↓
pub struct Distributor {
    registry: Arc<ProviderRegistry>,
    timeout: Duration,
    concurrency: usize,
    archive_replicas: usize,
    /// Next starting writer, per layer
    cursors: [AtomicUsize; 4],
}

impl Distributor {
    pub fn new(
        registry: Arc<ProviderRegistry>,
        timeout: Duration,
        concurrency: usize,
        archive_replicas: usize,
    ) -> Self {
        Self {
            registry,
            timeout,
            concurrency: concurrency.max(1),
            archive_replicas: archive_replicas.max(1),
            cursors: Default::default(),
        }
    }

    pub fn registry(&self) -> &Arc<ProviderRegistry> {
        &self.registry
    }

    /// Chunk and write a payload onto the writers of `layer`.
    pub async fn write(&self, layer: Layer, payload: Bytes) -> Result<Vec<ChunkRef>, ChunkError> {
        let writers = self.registry.writers(layer);
        if writers.is_empty() {
            return Err(ChunkError::NoWriter(layer));
        }

        let copies = if layer == Layer::Archive {
            self.archive_replicas.min(writers.len())
        } else {
            1
        };

        let start = self.cursors[usize::from(layer.number() - 1)].fetch_add(1, Ordering::Relaxed);
        self.dispatch(layer, payload, |index| {
            (0..copies)
                .map(|r| writers[(start + index + r) % writers.len()].clone())
                .collect()
        })
        .await
    }

    /// Chunk and write a payload entirely onto one backend, chunked at the
    /// limits of `layer`. Used for migration targets.
    pub async fn write_to(
        &self,
        target: Arc<dyn ProviderAdapter>,
        layer: Layer,
        payload: Bytes,
    ) -> Result<Vec<ChunkRef>, ChunkError> {
        self.dispatch(layer, payload, |_| vec![target.clone()]).await
    }

    async fn dispatch<F>(&self, layer: Layer, payload: Bytes, place: F) -> Result<Vec<ChunkRef>, ChunkError>
    where
        F: Fn(usize) -> Placement,
    {
        let max_chunk = layer.spec().max_chunk_bytes;
        let mut jobs = Vec::new();
        let mut offset = 0;
        // Empty payloads still get one (empty) chunk so they stay retrievable
        loop {
            let end = (offset + max_chunk).min(payload.len());
            let index = jobs.len();
            jobs.push((index, payload.slice(offset..end), place(index)));
            offset = end;
            if offset >= payload.len() {
                break;
            }
        }

        let writes: Vec<_> = jobs
            .into_iter()
            .map(|(index, chunk, placement)| self.write_chunk(layer, index as u32, chunk, placement))
            .collect();
        let results: Vec<Result<ChunkRef, (Vec<ShardRef>, ChunkError)>> = stream::iter(writes)
            .buffer_unordered(self.concurrency)
            .collect()
            .await;

        let mut refs = Vec::with_capacity(results.len());
        let mut orphans = Vec::new();
        let mut first_error = None;
        for result in results {
            match result {
                Ok(chunk) => refs.push(chunk),
                Err((written, e)) => {
                    orphans.extend(written);
                    first_error.get_or_insert(e);
                }
            }
        }

        if let Some(e) = first_error {
            for chunk in &refs {
                orphans.extend(copies_of(chunk));
            }
            warn!(
                layer = layer.number(),
                orphaned = orphans.len(),
                error = %e,
                "Chunk dispatch failed, removing written chunks"
            );
            self.delete_shards(&orphans).await;
            return Err(e);
        }

        refs.sort_by_key(|c| c.index);
        debug!(layer = layer.number(), chunks = refs.len(), "Payload dispatched");
        Ok(refs)
    }

    /// Write every copy of one chunk. On failure, returns the copies that did
    /// land so the caller can remove them.
    async fn write_chunk(
        &self,
        layer: Layer,
        index: u32,
        chunk: Bytes,
        placement: Placement,
    ) -> Result<ChunkRef, (Vec<ShardRef>, ChunkError)> {
        let checksum = chunk_checksum(&chunk);
        let size = chunk.len() as u64;
        let mut written: Vec<ShardRef> = Vec::with_capacity(placement.len());

        for adapter in placement {
            match self.put(adapter.as_ref(), layer, chunk.clone()).await {
                Ok(location) => written.push(ShardRef {
                    provider: adapter.name().to_string(),
                    location,
                }),
                Err(source) => return Err((written, ChunkError::Write { layer, source })),
            }
        }

        let mut copies = written.into_iter();
        let Some(primary) = copies.next() else {
            return Err((vec![], ChunkError::NoWriter(layer)));
        };
        Ok(ChunkRef {
            id: Uuid::new_v4(),
            index,
            size,
            provider: primary.provider,
            location: primary.location,
            checksum,
            shards: copies.collect(),
        })
    }

    async fn put(&self, adapter: &dyn ProviderAdapter, layer: Layer, chunk: Bytes) -> Result<String, ProviderError> {
        match tokio::time::timeout(self.timeout, adapter.put(layer, chunk)).await {
            Ok(result) => result,
            Err(_) => Err(ProviderError::Timeout {
                provider: adapter.name().to_string(),
            }),
        }
    }

    async fn get(&self, shard: &ShardRef) -> Result<Bytes, ProviderError> {
        let adapter = self.registry.get(&shard.provider)?;
        match tokio::time::timeout(self.timeout, adapter.get(&shard.location)).await {
            Ok(result) => result,
            Err(_) => Err(ProviderError::Timeout {
                provider: shard.provider.clone(),
            }),
        }
    }

    /// Fetch every chunk, verify each checksum, and concatenate in order.
    pub async fn fetch(&self, chunks: &[ChunkRef]) -> Result<Bytes, ChunkError> {
        let mut ordered: Vec<&ChunkRef> = chunks.iter().collect();
        ordered.sort_by_key(|c| c.index);

        let reads: Vec<_> = ordered.into_iter().map(|chunk| self.fetch_chunk(chunk)).collect();
        let parts: Vec<Result<Bytes, ChunkError>> = stream::iter(reads)
            .buffered(self.concurrency)
            .collect()
            .await;

        let total = chunks.iter().map(|c| c.size as usize).sum();
        let mut out = BytesMut::with_capacity(total);
        for part in parts {
            out.extend_from_slice(&part?);
        }
        Ok(out.freeze())
    }

    /// Try the primary copy, then each replica. A copy that fails its checksum
    /// is skipped like an unavailable one; if no copy verifies and at least one
    /// was corrupt, the chunk is reported as an integrity violation.
    async fn fetch_chunk(&self, chunk: &ChunkRef) -> Result<Bytes, ChunkError> {
        let mut corrupt = false;
        let mut last_error = None;

        for copy in copies_of(chunk) {
            match self.get(&copy).await {
                Ok(data) if verify_checksum(&data, &chunk.checksum) => return Ok(data),
                Ok(_) => {
                    warn!(
                        chunk = chunk.index,
                        provider = %copy.provider,
                        "Chunk checksum mismatch"
                    );
                    corrupt = true;
                }
                Err(e) => {
                    warn!(chunk = chunk.index, provider = %copy.provider, error = %e, "Chunk read failed");
                    last_error = Some(e);
                }
            }
        }

        match last_error {
            Some(source) if !corrupt => Err(ChunkError::Read {
                index: chunk.index,
                source,
            }),
            _ => Err(ChunkError::Integrity { index: chunk.index }),
        }
    }

    /// Best-effort removal of every copy of every chunk. Returns the number of
    /// copies that could not be deleted.
    pub async fn delete(&self, chunks: &[ChunkRef]) -> usize {
        let shards: Vec<ShardRef> = chunks.iter().flat_map(copies_of).collect();
        self.delete_shards(&shards).await
    }

    async fn delete_shards(&self, shards: &[ShardRef]) -> usize {
        let deletes: Vec<_> = shards.iter().map(|shard| self.delete_shard(shard)).collect();
        let failures: Vec<bool> = stream::iter(deletes)
            .buffer_unordered(self.concurrency)
            .collect()
            .await;

        failures.into_iter().filter(|failed| *failed).count()
    }

    /// Returns true if the copy could not be deleted.
    async fn delete_shard(&self, shard: &ShardRef) -> bool {
        let result = match self.registry.get(&shard.provider) {
            Ok(adapter) => match tokio::time::timeout(self.timeout, adapter.delete(&shard.location)).await {
                Ok(result) => result,
                Err(_) => Err(ProviderError::Timeout {
                    provider: shard.provider.clone(),
                }),
            },
            Err(e) => Err(e),
        };
        if let Err(e) = &result {
            warn!(provider = %shard.provider, location = %shard.location, error = %e, "Chunk delete failed");
        }
        result.is_err()
    }
}

/// Primary copy followed by replicas.
fn copies_of(chunk: &ChunkRef) -> Vec<ShardRef> {
    std::iter::once(ShardRef {
        provider: chunk.provider.clone(),
        location: chunk.location.clone(),
    })
    .chain(chunk.shards.iter().cloned())
    .collect()
}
↑
Filter the records above for lines with "every".

### ANSWER FOR THE TASK:
    /// Write every copy of one chunk. On failure, returns the copies that did
    /// Fetch every chunk, verify each checksum, and concatenate in order.
    /// Best-effort removal of every copy of every chunk. Returns the number of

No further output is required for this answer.